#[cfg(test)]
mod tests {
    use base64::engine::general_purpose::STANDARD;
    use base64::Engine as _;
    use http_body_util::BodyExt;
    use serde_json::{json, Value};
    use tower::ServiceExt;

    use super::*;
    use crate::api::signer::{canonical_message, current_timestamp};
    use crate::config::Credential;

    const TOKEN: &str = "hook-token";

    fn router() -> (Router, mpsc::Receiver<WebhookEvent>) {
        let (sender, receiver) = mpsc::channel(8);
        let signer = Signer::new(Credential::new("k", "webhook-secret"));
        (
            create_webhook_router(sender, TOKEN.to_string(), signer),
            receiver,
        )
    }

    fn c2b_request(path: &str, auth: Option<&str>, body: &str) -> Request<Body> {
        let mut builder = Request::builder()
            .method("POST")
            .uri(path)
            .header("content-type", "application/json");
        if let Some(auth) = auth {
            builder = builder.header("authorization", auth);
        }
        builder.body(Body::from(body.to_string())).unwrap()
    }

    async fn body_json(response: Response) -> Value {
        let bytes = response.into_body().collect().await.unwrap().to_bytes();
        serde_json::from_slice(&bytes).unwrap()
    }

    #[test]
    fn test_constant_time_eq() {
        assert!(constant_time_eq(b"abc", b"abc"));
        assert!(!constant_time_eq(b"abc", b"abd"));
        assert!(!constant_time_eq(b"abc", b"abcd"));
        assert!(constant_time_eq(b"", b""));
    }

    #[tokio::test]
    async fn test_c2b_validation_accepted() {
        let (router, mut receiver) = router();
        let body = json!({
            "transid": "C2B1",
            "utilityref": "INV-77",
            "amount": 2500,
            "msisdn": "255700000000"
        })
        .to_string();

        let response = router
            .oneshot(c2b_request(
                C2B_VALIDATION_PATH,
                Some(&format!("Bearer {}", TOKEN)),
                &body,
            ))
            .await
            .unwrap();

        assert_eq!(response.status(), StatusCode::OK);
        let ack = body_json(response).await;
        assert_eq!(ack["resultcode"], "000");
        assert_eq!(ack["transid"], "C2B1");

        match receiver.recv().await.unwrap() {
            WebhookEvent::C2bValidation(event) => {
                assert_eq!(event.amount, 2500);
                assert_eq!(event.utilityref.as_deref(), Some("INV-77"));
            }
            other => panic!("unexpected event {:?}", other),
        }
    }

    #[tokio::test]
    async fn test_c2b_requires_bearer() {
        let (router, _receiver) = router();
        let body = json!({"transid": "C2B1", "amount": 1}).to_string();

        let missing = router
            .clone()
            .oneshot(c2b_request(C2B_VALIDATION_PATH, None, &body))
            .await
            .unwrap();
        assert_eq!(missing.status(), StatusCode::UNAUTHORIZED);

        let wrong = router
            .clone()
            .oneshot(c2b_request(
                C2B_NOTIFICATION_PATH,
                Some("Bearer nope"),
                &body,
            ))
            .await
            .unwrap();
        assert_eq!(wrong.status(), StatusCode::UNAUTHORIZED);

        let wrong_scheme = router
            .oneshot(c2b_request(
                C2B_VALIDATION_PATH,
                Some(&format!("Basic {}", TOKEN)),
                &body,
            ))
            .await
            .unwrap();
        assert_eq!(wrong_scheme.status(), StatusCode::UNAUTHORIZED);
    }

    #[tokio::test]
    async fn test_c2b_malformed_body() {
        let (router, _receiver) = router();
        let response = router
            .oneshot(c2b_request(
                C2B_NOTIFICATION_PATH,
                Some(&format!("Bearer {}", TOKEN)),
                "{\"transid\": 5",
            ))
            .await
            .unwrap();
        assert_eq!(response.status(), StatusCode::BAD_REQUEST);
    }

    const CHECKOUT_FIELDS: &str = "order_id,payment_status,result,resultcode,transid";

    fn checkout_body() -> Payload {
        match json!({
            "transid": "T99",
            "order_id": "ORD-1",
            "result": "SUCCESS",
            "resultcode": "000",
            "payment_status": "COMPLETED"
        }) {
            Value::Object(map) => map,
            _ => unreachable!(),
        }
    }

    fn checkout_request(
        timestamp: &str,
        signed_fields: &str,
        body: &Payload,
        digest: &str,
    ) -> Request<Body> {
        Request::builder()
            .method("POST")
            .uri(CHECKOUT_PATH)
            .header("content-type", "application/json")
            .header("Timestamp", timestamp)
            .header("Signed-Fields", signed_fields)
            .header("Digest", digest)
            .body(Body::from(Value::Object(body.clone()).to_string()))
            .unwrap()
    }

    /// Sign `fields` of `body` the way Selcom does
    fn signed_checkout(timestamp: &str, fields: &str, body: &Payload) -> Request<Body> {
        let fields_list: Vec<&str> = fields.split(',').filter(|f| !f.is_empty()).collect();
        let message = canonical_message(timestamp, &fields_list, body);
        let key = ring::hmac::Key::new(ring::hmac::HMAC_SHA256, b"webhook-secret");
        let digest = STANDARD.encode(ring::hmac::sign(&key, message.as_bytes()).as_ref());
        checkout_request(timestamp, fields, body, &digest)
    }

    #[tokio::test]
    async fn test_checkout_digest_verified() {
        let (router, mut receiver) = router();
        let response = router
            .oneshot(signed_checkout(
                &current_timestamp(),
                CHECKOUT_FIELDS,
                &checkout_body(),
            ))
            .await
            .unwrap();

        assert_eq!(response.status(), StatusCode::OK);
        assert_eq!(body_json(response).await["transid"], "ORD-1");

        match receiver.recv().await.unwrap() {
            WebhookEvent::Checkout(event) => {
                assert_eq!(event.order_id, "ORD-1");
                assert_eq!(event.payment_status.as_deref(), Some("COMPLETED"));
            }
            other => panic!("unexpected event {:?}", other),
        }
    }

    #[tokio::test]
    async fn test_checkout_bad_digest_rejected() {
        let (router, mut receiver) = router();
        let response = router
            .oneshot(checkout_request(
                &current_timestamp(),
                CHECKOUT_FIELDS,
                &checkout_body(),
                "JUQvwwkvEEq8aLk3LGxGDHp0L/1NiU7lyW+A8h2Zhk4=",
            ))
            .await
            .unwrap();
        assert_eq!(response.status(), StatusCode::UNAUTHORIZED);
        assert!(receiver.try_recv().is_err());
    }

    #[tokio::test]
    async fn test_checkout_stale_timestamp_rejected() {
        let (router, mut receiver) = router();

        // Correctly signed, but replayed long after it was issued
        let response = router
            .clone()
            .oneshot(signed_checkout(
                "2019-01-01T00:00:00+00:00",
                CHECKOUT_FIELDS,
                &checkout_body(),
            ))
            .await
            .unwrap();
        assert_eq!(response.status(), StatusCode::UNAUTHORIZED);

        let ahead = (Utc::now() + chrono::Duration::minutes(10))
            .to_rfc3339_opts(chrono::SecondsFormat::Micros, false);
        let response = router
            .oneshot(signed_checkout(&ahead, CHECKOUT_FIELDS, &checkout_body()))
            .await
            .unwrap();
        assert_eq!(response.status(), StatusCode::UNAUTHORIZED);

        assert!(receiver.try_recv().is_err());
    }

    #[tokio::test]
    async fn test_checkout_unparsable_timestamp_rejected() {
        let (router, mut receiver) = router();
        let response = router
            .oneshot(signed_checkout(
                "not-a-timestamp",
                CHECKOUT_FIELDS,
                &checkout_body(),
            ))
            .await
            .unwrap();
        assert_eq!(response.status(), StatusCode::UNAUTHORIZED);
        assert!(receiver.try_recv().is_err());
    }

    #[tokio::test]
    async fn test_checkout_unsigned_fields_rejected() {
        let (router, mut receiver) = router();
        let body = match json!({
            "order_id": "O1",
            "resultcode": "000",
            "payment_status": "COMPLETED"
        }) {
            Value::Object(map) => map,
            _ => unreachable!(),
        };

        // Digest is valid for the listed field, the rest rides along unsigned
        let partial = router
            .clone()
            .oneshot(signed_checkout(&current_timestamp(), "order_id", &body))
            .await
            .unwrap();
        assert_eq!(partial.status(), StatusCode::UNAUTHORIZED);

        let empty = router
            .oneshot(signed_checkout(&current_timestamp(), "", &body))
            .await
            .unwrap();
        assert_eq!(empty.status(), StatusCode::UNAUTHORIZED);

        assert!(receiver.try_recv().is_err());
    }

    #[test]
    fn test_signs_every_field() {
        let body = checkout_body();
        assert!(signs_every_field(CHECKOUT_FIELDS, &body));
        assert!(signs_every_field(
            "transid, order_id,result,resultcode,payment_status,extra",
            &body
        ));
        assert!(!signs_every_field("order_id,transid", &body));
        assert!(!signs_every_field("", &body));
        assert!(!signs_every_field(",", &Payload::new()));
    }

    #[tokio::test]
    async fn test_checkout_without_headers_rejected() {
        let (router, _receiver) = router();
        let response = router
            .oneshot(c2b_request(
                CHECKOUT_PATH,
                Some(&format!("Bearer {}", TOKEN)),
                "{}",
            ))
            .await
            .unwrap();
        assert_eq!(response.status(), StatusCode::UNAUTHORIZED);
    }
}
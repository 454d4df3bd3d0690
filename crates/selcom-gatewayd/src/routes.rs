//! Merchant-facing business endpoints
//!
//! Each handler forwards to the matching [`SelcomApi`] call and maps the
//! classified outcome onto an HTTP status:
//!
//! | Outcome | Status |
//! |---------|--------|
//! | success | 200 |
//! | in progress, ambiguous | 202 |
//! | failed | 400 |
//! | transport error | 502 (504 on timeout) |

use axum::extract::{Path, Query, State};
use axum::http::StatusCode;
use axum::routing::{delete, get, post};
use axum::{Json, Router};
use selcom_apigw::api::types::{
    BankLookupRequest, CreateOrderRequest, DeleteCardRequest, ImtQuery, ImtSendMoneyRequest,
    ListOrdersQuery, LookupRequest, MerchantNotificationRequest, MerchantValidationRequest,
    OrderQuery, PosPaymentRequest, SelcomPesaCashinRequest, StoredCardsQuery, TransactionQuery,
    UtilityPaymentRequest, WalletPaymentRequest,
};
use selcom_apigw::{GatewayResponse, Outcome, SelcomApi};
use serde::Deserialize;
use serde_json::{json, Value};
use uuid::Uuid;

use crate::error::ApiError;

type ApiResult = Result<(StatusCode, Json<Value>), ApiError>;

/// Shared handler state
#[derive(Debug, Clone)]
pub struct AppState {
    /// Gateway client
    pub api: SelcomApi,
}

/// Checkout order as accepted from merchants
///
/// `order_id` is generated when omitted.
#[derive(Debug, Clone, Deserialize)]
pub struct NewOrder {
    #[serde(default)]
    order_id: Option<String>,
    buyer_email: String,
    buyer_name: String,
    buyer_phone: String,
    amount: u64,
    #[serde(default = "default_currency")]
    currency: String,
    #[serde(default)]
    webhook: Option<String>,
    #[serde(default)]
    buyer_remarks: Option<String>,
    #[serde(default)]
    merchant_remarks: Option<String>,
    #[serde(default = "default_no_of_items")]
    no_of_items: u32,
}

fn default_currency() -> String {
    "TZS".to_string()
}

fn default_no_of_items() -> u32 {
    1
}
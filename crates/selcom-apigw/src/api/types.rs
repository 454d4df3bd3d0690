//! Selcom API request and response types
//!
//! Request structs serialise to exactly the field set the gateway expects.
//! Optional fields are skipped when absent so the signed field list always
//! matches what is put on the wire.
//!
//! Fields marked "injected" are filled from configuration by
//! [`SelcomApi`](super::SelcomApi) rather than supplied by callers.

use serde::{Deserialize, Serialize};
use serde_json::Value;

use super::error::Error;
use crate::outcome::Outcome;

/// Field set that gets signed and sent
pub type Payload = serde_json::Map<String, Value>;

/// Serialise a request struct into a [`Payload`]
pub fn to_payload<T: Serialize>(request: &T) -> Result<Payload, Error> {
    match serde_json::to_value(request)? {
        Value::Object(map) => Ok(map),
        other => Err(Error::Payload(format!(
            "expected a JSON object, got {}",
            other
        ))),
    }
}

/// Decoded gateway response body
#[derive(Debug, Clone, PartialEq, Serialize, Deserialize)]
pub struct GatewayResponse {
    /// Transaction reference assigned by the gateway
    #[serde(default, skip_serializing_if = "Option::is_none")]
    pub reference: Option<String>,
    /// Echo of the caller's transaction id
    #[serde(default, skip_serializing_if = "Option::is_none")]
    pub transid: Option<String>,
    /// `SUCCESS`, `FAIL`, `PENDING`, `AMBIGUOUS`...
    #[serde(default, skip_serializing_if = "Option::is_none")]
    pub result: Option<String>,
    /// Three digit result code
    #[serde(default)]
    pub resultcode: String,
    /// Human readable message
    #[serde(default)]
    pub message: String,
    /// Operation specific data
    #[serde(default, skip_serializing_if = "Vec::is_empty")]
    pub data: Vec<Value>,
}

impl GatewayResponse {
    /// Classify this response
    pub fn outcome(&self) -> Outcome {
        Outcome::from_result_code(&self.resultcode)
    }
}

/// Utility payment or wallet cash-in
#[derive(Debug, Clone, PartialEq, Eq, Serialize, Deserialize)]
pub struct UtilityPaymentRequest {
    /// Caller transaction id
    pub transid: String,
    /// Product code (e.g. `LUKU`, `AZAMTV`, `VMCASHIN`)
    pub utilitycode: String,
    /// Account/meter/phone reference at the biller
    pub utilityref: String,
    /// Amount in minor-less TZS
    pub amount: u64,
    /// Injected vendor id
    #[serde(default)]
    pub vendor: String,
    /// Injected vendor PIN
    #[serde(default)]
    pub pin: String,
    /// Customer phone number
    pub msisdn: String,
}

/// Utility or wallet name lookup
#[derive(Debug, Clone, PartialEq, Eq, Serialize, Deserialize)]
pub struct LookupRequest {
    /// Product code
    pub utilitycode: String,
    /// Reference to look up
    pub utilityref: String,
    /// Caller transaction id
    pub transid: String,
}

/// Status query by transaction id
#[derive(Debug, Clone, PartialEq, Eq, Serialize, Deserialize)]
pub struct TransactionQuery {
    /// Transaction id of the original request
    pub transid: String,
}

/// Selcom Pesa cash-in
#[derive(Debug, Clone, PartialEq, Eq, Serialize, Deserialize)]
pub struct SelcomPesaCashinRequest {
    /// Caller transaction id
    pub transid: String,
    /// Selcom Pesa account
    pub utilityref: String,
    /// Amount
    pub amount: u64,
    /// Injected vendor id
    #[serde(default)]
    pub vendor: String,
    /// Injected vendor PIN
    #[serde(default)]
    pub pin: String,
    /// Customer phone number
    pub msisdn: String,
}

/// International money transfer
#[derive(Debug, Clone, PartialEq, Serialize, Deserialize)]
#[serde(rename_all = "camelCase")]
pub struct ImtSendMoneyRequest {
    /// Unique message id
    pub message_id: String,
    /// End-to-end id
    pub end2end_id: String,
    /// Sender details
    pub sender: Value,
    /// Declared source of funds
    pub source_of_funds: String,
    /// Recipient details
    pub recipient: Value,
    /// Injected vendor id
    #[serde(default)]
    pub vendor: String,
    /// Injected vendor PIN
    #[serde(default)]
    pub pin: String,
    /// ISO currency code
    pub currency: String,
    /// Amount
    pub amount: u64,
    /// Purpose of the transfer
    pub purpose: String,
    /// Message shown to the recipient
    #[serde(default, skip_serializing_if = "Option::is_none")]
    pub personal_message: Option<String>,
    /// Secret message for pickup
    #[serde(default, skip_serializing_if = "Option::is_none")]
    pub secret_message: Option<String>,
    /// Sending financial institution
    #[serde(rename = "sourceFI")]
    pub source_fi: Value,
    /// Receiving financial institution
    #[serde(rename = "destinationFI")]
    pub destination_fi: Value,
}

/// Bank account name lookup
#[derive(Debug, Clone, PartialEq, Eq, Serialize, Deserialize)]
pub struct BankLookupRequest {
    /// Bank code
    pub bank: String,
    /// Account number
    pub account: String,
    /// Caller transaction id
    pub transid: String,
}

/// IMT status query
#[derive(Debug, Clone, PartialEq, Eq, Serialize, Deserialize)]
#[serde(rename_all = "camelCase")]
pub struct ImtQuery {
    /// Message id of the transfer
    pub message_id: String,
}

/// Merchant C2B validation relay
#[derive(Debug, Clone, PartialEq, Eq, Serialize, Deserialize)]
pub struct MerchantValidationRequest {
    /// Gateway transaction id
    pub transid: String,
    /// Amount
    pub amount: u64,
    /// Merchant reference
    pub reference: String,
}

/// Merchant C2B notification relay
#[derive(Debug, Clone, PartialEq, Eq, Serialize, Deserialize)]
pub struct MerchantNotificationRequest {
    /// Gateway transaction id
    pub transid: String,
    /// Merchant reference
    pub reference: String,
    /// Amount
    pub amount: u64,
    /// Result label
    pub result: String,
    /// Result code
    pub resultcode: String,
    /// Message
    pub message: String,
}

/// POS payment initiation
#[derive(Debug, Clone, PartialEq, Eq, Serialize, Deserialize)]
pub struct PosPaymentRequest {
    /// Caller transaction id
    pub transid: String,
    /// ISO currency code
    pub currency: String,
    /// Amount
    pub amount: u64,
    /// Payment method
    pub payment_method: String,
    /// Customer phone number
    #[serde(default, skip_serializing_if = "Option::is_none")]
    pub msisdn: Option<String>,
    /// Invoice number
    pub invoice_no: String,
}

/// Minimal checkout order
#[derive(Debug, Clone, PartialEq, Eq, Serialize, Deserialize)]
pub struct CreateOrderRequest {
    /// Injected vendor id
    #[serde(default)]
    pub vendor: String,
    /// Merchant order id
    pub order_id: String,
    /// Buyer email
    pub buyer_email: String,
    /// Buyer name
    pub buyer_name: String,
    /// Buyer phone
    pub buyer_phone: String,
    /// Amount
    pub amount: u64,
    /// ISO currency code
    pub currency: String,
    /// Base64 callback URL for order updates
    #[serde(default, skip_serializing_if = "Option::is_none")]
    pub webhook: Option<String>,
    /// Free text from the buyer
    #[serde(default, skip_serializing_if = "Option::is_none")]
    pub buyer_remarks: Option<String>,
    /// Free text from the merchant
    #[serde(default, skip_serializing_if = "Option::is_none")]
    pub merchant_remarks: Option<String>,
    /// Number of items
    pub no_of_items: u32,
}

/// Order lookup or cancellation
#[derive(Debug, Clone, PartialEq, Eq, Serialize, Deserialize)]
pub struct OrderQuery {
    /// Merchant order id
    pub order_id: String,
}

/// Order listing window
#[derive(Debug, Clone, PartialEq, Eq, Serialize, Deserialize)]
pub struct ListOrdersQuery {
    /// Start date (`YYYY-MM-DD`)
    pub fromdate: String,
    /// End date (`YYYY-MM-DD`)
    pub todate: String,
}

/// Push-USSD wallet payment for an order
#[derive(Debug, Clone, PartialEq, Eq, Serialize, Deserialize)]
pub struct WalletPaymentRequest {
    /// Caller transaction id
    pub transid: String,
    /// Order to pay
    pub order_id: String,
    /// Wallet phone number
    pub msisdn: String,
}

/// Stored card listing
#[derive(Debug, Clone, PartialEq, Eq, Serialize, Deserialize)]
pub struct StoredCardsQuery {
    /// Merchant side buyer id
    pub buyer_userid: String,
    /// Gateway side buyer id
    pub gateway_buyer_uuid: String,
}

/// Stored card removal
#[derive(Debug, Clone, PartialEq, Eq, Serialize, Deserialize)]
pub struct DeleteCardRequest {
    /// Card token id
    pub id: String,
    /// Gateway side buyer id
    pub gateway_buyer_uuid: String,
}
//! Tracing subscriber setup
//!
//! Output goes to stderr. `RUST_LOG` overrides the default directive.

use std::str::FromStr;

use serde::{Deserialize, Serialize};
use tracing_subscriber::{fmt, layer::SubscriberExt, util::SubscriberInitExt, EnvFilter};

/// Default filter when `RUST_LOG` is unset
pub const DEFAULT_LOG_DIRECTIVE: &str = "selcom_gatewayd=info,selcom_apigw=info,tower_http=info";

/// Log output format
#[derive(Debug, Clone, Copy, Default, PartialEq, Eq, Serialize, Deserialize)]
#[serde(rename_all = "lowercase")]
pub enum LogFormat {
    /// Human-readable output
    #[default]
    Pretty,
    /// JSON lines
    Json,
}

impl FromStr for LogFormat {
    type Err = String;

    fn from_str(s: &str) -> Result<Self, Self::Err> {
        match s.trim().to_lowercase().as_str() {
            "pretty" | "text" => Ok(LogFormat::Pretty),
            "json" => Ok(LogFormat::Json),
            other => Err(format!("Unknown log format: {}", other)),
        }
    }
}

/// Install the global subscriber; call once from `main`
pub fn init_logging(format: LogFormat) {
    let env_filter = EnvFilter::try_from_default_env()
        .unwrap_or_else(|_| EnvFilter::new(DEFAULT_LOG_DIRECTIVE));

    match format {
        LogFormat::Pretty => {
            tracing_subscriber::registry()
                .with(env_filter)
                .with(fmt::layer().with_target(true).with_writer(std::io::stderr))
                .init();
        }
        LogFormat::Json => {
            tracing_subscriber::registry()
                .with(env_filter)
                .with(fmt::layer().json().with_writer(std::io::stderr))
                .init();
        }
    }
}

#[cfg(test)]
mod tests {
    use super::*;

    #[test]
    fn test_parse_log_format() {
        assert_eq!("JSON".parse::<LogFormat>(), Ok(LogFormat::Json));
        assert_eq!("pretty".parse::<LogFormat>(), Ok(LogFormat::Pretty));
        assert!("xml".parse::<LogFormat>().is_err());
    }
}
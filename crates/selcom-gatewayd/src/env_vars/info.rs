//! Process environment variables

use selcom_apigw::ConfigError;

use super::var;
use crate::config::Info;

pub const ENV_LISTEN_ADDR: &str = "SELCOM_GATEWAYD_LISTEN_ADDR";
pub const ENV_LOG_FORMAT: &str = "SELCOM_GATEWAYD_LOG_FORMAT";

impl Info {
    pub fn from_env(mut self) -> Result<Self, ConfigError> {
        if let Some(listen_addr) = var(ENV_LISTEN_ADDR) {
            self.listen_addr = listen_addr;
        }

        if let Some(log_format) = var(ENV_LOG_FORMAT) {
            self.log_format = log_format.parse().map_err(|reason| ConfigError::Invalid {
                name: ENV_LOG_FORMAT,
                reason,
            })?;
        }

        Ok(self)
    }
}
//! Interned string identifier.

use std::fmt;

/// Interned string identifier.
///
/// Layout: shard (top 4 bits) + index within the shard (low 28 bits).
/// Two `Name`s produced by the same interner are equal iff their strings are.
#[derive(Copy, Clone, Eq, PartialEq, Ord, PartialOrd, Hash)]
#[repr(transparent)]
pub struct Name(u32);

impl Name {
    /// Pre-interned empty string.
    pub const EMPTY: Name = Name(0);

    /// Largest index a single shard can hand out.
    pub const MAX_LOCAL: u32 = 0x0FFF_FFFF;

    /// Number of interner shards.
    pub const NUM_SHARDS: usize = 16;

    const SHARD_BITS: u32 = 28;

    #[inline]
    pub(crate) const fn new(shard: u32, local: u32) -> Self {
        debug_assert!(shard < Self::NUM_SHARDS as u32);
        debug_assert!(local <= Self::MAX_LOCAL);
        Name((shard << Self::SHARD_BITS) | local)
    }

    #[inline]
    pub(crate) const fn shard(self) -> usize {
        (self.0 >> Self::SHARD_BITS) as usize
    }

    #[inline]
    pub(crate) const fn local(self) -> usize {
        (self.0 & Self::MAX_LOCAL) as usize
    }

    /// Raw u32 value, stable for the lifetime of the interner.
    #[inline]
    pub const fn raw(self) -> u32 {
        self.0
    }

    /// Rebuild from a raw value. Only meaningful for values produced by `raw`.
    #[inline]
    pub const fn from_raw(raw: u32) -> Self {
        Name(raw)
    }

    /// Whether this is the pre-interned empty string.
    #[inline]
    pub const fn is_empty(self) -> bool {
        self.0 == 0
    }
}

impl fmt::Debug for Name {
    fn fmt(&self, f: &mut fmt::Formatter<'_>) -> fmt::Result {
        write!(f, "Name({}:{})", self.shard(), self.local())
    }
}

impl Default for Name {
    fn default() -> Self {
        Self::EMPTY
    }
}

**Work required**
The lines above that hold "Some" are the result; show every one of them.

**Result of this task**
        if let Some(auth) = auth {
                Some(&format!("Bearer {}", TOKEN)),
                assert_eq!(event.utilityref.as_deref(), Some("INV-77"));
                Some("Bearer nope"),
                Some(&format!("Basic {}", TOKEN)),
                Some(&format!("Bearer {}", TOKEN)),
                assert_eq!(event.payment_status.as_deref(), Some("COMPLETED"));
                Some(&format!("Bearer {}", TOKEN)),
        if let Some(listen_addr) = var(ENV_LISTEN_ADDR) {
        if let Some(log_format) = var(ENV_LOG_FORMAT) {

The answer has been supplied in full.